Filistin Davası her ne kadar bu gün İsrail ve Filistin Yönetimlerinin idaresi altındaki bölgenin siyasi durumunu konu edinse de bu meselenin aslını, özünü Kudüs oluşturmaktadır. Kudüs; Lut Gölü’nün batısında, göle 24 km, Akdeniz’e ise 52 km uzaklıktadır ve rakımı ise 747 m’dir. Kudüs’te su ihtiyacı her zaman bir sorun düzeyinde olmuş, suya fazla ihtiyaç hissetmeyen zeytin ve pamuk gibi bitkiler yaygın olmuştur.
Tarihi Kudüs surlarla çevrili bir şehirdir. Şehir surları kuzeyde; Şam kapısı ile batıda Yafa kapısından başlayan iki ana cadde şehri ortadan dört parçaya böler; kuzeydoğuda Müslüman mahallesi, güneydoğuda Musevi mahallesi, kuzeybatıda Rumlar ile Frenklerin mahallesi ve güney batıda ise Ermeni mahallesi yer almıştır.
Kudüs’ün adı hakkındaki bilgiler M.Ö. XIX ve XVIII. Yüzyıllara, Mısır Tell Amarna ve Asur Urusimilimmu adıyla bilinen metinlere kadar uzanmaktadır. İbranice Masoretik metninde Yruşim veya Yeruşelayim şeklinde yer almış Yeruşalem diye de okunmuştur.

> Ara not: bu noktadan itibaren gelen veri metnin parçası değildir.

//! In-memory backend integration tests.
//!
//! The memory backend needs no external services, so these tests run the full
//! shared scenario set plus the lifecycle cases that are hard to provoke on a
//! real server (stale collections, concurrent first connects).
//!
//! Run with: `cargo test -p neutrino-persistence --test memory_tests`

mod common;

use std::collections::HashSet;
use std::sync::Arc;
use std::time::Duration;

use serde_json::json;

use neutrino_persistence::backends::memory::MemoryBackend;
use neutrino_persistence::core::ConnectionManager;
use neutrino_persistence::error::{OperationError, StorageError};
use neutrino_persistence::types::{ChangeKind, Filter, Patch, Projection};
use neutrino_persistence::{Backend, DocumentStorage, OperationContext, StoreRegistry, TenantId};

use common::{ctx, doc, next_event};

fn registry() -> StoreRegistry {
    StoreRegistry::memory("neutrino").with_change_buffer(16)
}

// ============================================================================
// Shared Scenarios
// ============================================================================

#[tokio::test]
async fn test_memory_crud_suite() {
    common::crud_suite(&registry()).await;
}

#[tokio::test]
async fn test_memory_feed_suite() {
    common::feed_suite(&registry()).await;
}

// ============================================================================
// acme/orders Walkthrough
// ============================================================================

#[tokio::test]
async fn test_acme_orders_lifecycle() {
    let registry = registry();
    let orders = registry.scoped(&TenantId::new("acme"), "orders");
    assert_eq!(orders.collection().name(), "acme.orders");

    let (tx, mut rx) = registry.change_channel();
    let subscription = orders.subscribe(&ctx(), &Filter::all(), tx).await.unwrap();

    let stored = orders
        .insert(&ctx(), doc(json!({"name": "widget", "qty": 3})))
        .await
        .unwrap();
    let id = stored["id"].as_str().unwrap().to_string();
    assert_eq!(id.len(), 32);

    orders
        .update_id(&ctx(), &id, &Patch::new().set("qty", 4))
        .await
        .unwrap();
    let found = orders.find_id(&ctx(), &id, &Projection::all()).await.unwrap();
    assert_eq!(found["name"], json!("widget"));
    assert_eq!(found["qty"], json!(4));

    orders.remove_id(&ctx(), &id).await.unwrap();

    let kinds = [
        next_event(&mut rx).await.kind,
        next_event(&mut rx).await.kind,
        next_event(&mut rx).await.kind,
    ];
    assert_eq!(
        kinds,
        [ChangeKind::Create, ChangeKind::Update, ChangeKind::Delete]
    );

    subscription.cancel();
    assert!(rx.recv().await.is_none());
}

#[tokio::test]
async fn test_acme_orders_distinct_from_similar_names() {
    let registry = registry();
    let names: HashSet<String> = [
        (TenantId::new("acme"), "orders"),
        (TenantId::new("acme.orders"), "x"),
        (TenantId::new("acme_orders"), "x"),
        (TenantId::new("acme"), "orders.x"),
        (TenantId::system(), "acme.orders"),
    ]
    .iter()
    .map(|(tenant, ty)| registry.scoped(tenant, ty).collection().name().to_string())
    .collect();
    assert_eq!(names.len(), 5);
}

#[tokio::test]
async fn test_generated_ids_are_unique() {
    let registry = registry();
    let orders = registry.scoped(&TenantId::new("acme"), "orders");

    let mut ids = HashSet::new();
    for n in 0..200 {
        let stored = orders.insert(&ctx(), doc(json!({"n": n}))).await.unwrap();
        assert!(ids.insert(stored["id"].as_str().unwrap().to_string()));
    }
    assert_eq!(
        orders
            .find(&ctx(), &Filter::all(), &Projection::all())
            .await
            .unwrap()
            .len(),
        200
    );
}

// ============================================================================
// Connection and Provisioning Lifecycle
// ============================================================================

#[tokio::test]
async fn test_concurrent_first_use_connects_once() {
    let connections = Arc::new(ConnectionManager::new(
        neutrino_persistence::backends::memory::MemoryConnector,
    ));
    let backend = Arc::new(MemoryBackend::with_connections(
        "memory://shared",
        Arc::clone(&connections),
    ));
    let registry = StoreRegistry::new(backend, "neutrino");

    let mut tasks = Vec::new();
    for n in 0..16 {
        let handle = registry.scoped(&TenantId::new("acme"), "orders");
        tasks.push(tokio::spawn(async move {
            handle
                .insert(&OperationContext::background(), common::doc(json!({"n": n})))
                .await
        }));
    }
    for task in tasks {
        task.await.unwrap().unwrap();
    }

    assert_eq!(connections.connection_count(), 1);
    assert!(connections.is_connected("memory://shared"));
}

#[tokio::test]
async fn test_backends_sharing_a_cache_share_data() {
    let connections = Arc::new(ConnectionManager::new(
        neutrino_persistence::backends::memory::MemoryConnector,
    ));
    let first = StoreRegistry::new(
        Arc::new(MemoryBackend::with_connections("memory://a", Arc::clone(&connections))),
        "neutrino",
    );
    let second = StoreRegistry::new(
        Arc::new(MemoryBackend::with_connections("memory://a", Arc::clone(&connections))),
        "neutrino",
    );

    first
        .users()
        .insert(&ctx(), doc(json!({"id": "jane"})))
        .await
        .unwrap();
    assert!(
        second
            .users()
            .find_id(&ctx(), "jane", &Projection::all())
            .await
            .is_ok()
    );
}

#[tokio::test]
async fn test_dropped_collection_is_reprovisioned() {
    let backend = Arc::new(MemoryBackend::new());
    let registry = StoreRegistry::new(backend.clone(), "neutrino");
    let orders = registry.scoped(&TenantId::new("acme"), "orders");

    orders
        .insert(&ctx(), doc(json!({"id": "o1"})))
        .await
        .unwrap();
    assert!(backend.drop_collection(&ctx(), orders.collection()).await.unwrap());

    // The first call after the drop fails and forgets the provisioning.
    let err = orders
        .insert(&ctx(), doc(json!({"id": "o2"})))
        .await
        .unwrap_err();
    assert!(!err.is_fatal());

    // The next call provisions again and succeeds.
    orders
        .insert(&ctx(), doc(json!({"id": "o2"})))
        .await
        .unwrap();
    let all = orders
        .find(&ctx(), &Filter::all(), &Projection::all())
        .await
        .unwrap();
    assert_eq!(all.len(), 1);
}

#[tokio::test]
async fn test_ensure_collection_is_idempotent() {
    let registry = registry();
    let apps = registry.apps("jane@example.com");
    apps.ensure(&ctx()).await.unwrap();
    apps.ensure(&ctx()).await.unwrap();
    assert!(
        apps.find(&ctx(), &Filter::all(), &Projection::all())
            .await
            .unwrap()
            .is_empty()
    );
}

#[tokio::test]
async fn test_unreachable_backend_is_fatal() {
    let registry = StoreRegistry::new(
        Arc::new(MemoryBackend::with_connection_string("redis://localhost")),
        "neutrino",
    );
    let err = registry
        .users()
        .find_one(&ctx(), &Filter::all())
        .await
        .unwrap_err();
    assert!(err.is_fatal());
}

// ============================================================================
// Deadlines and Cancellation
// ============================================================================

#[tokio::test]
async fn test_expired_deadline_aborts_call() {
    let registry = registry();
    let orders = registry.scoped(&TenantId::new("acme"), "orders");
    let ctx = OperationContext::background().with_timeout(Duration::ZERO);

    let err = orders
        .insert(&ctx, doc(json!({"id": "o1"})))
        .await
        .unwrap_err();
    assert!(matches!(
        err,
        StorageError::Operation(OperationError::DeadlineExceeded { .. })
    ));

    // Nothing was written.
    let err = orders
        .find_id(&common::ctx(), "o1", &Projection::all())
        .await
        .unwrap_err();
    assert!(err.is_not_found());
}

#[tokio::test]
async fn test_cancelled_context_aborts_call() {
    let registry = registry();
    let ctx = OperationContext::background();
    ctx.cancel();

    let err = registry
        .system()
        .find(&ctx, &Filter::all(), &Projection::all())
        .await
        .unwrap_err();
    assert!(matches!(
        err,
        StorageError::Operation(OperationError::Cancelled { .. })
    ));
}

#[tokio::test]
async fn test_subscription_follows_parent_context() {
    let registry = registry();
    let orders = registry.scoped(&TenantId::new("acme"), "orders");
    let parent = OperationContext::background();
    let (tx, mut rx) = registry.change_channel();
    let subscription = orders
        .subscribe(&parent.child(), &Filter::all(), tx)
        .await
        .unwrap();

    parent.cancel();
    assert!(rx.recv().await.is_none());
    assert!(subscription.is_cancelled());
    subscription.join().await.unwrap();
}

#[tokio::test]
async fn test_dropping_receiver_ends_subscription() {
    let registry = registry();
    let orders = registry.scoped(&TenantId::new("acme"), "orders");
    let (tx, rx) = registry.change_channel();
    let subscription = orders.subscribe(&ctx(), &Filter::all(), tx).await.unwrap();

    drop(rx);
    orders
        .insert(&ctx(), doc(json!({"id": "o1"})))
        .await
        .unwrap();
    tokio::time::timeout(Duration::from_secs(5), subscription.join())
        .await
        .expect("feed did not stop after the receiver was dropped")
        .unwrap();
}

#[tokio::test]
async fn test_backend_is_usable_as_trait_object() {
    let backend: Arc<dyn DocumentStorage> = Arc::new(MemoryBackend::new());
    assert!(backend.change_feed().is_some());
    assert_eq!(backend.id_field(), "id");
}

Grekçe’ye Hierosolyma, Latince’ye ise Jerusalem ve Jerosolyma olarak geçmiştir. Günümüzde batı dillerinde Jerusalem diye bilinmektedir.
Kudüs’ün İbrani dilinde söylenen adı Yeruşalem iki ayrı kelimeden oluşmaktadır. Yeru; korkmak anlamındaki; yare veya görmek anlamındaki; ra’ah’tan geldiği iddiasına karşılık, sahip olmak-varis olmak anlamındaki; yaraş’tan geldiği de ileri sürülmektedir. Yine kurmak, tesis etmek anlamındaki; yarah’tan geldiği görüşleri de vardır. İsmin ikinci kısmını oluşturan Şalayim’in aslı Şalem veya Şalim’dir. Bu kelimenin barış anlamına veya Batı Samilerinde bir Tanrı olan Şulmanu yahut Şalim’den geldiği görüşü de bilinmektedir. Şehrin orijinal adının İruşalem olması, tesis etmek anlamındaki Yarah fiil kökünden İru ile Batı Samilerinde bir tanrı olan Şulmanu yahut Şalem kelimesinin birleşmiş halinden oluşması ihtimali de bulunmaktadır. Çivi yazılı metinlerde ur veya uru İbranice metinlerde ise ir şehir demektir. Buna göre İruşalem; Şalim’in şehri anlamına gelmektedir. Kudüs’ün başlangıçta tanrı Şulmanu veya Şalim’in ibadet yeri olduğu aynı zamanda Samilerin geleneğinde bir şehir; o şehri kurmuş olan kişiye yahut tanrının adıyla anılma geleneğinde dolayı Şalim’in şehri manasına geldiği de ileri sürülmektedir. Tell Amarna metinlerindeki Beti Şalem / Şalem’in evi biçiminde yer alması bu görüşü teyit etmektedir.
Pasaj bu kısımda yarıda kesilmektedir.